First In-the-Wild LLM-Agent Intrusion

Dark cyberpunk illustration of a glowing orange spider-like machine intelligence threading at speed through a cyan lattice of servers and a locked vault, with a still human silhouette watching from the shadows.

Less than an hour. That is how long it took an intruder to go from an exposed Python notebook to a complete copy of an internal Postgres database, and a human never typed most of the commands in between. On May 10, 2026, the Sysdig Threat Research Team watched a large language model agent run the post-exploitation phase of a live intrusion - reading the host, pulling credentials, pivoting through the cloud, and exfiltrating the data - composing each step in real time rather than replaying a script. Sysdig describes it as the first AI-agent-driven intrusion its team has captured in the wild, and published the full breakdown on May 30. The exploit was ordinary. The operator was not.

The way in was CVE-2026-39987, an unauthenticated remote code execution flaw in marimo, a widely used open-source Python notebook. A WebSocket endpoint, /terminal/ws, skipped the authentication check that the notebook's other endpoints enforced, so anyone who could reach the port got a full interactive shell - and in the documented case a root shell, with no token required even when authentication was switched on. marimo's security advisory (GHSA-2679-6mx9-h9xc) rates it CVSS 9.3 and closed the gap in version 0.23.0; public reporting put exploitation within hours of disclosure. If that were the whole story, this would be a patch-and-move-on note. What earns it your attention is who - or what - showed up after the shell opened.

Here is the honest scope. If you run internet-reachable developer tooling - notebooks, dashboards, internal apps stood up "just for the team" - on hosts that carry cloud credentials, and you keep secrets in a managed vault like AWS Secrets Manager, the chain in this report reads like a survey of your own environment. If you have no cloud footprint and nothing exposed past a patched perimeter, the marimo flaw is not on your list this week, and you can skip the patch section. The piece that should hold everyone's attention is the tempo. The whole intrusion moved at the speed of an automated tool loop, and most detection programs are still tuned for an adversary who works at the speed of a person.
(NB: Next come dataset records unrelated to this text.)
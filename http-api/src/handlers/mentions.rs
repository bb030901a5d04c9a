//! `/api/v1/mentions` — an agent's own mention inbox.

use axum::{
    extract::{Path, Query, State},
    Json,
};

use crate::{dto::{ListMentionsQuery, MentionView}, error::ApiResult, state::AppState};

pub async fn list_mentions(
    State(state): State<AppState>,
    Query(query): Query<ListMentionsQuery>,
) -> ApiResult<Json<Vec<MentionView>>> {
    let mentions = state
        .store
        .list_mentions(&query.agent_id, query.unread_only)
        .await?;
    Ok(Json(mentions.into_iter().map(MentionView::from).collect()))
}

/// Idempotent: marking an already-read mention read again is a no-op, §4.4.
pub async fn mark_mention_read(
    State(state): State<AppState>,
    Path(mention_id): Path<i64>,
) -> ApiResult<()> {
    state.store.mark_mention_read(mention_id).await?;
    Ok(())
}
From one shell to a database dump in four pivots

Strip the novelty away and the kill chain is a textbook cloud-pivot, executed with unusual discipline. The agent landed on the marimo host through the RCE, then worked outward in four moves, each one short and purposeful.

The chain Sysdig reconstructed

Harvested two cloud credentials directly from the compromised notebook host.
Replayed those credentials through a fanned-out egress pool built on Cloudflare Workers - twelve cloud API calls spread across eleven distinct source IPs in twenty-two seconds, which defeats any detection keyed to a single source address.
Used that access to pull an SSH private key out of AWS Secrets Manager.
Drove eight short SSH sessions against a downstream bastion host with the stolen key, then dumped the target Postgres schema and its full contents in under two minutes.

Every credential it used was legitimate. Every API call was a call the environment was built to allow. There was no exotic zero-day after the front door; there was an operator who already understood that the fastest route to the data ran through the cloud control plane and the secrets vault, and who took it without a wasted step. The Hacker News coverage of the report frames the same sequence: initial access to exfiltrated database in well under sixty minutes, post-exploitation included.

How Sysdig knew a model was driving

Attribution to an agent rather than a fast human is the part of the report worth reading twice, because it tells you what to look for in your own logs. Sysdig points to several properties of the bastion transcript that line up with real-time composition by an LLM agent rather than a person at a keyboard or a canned script.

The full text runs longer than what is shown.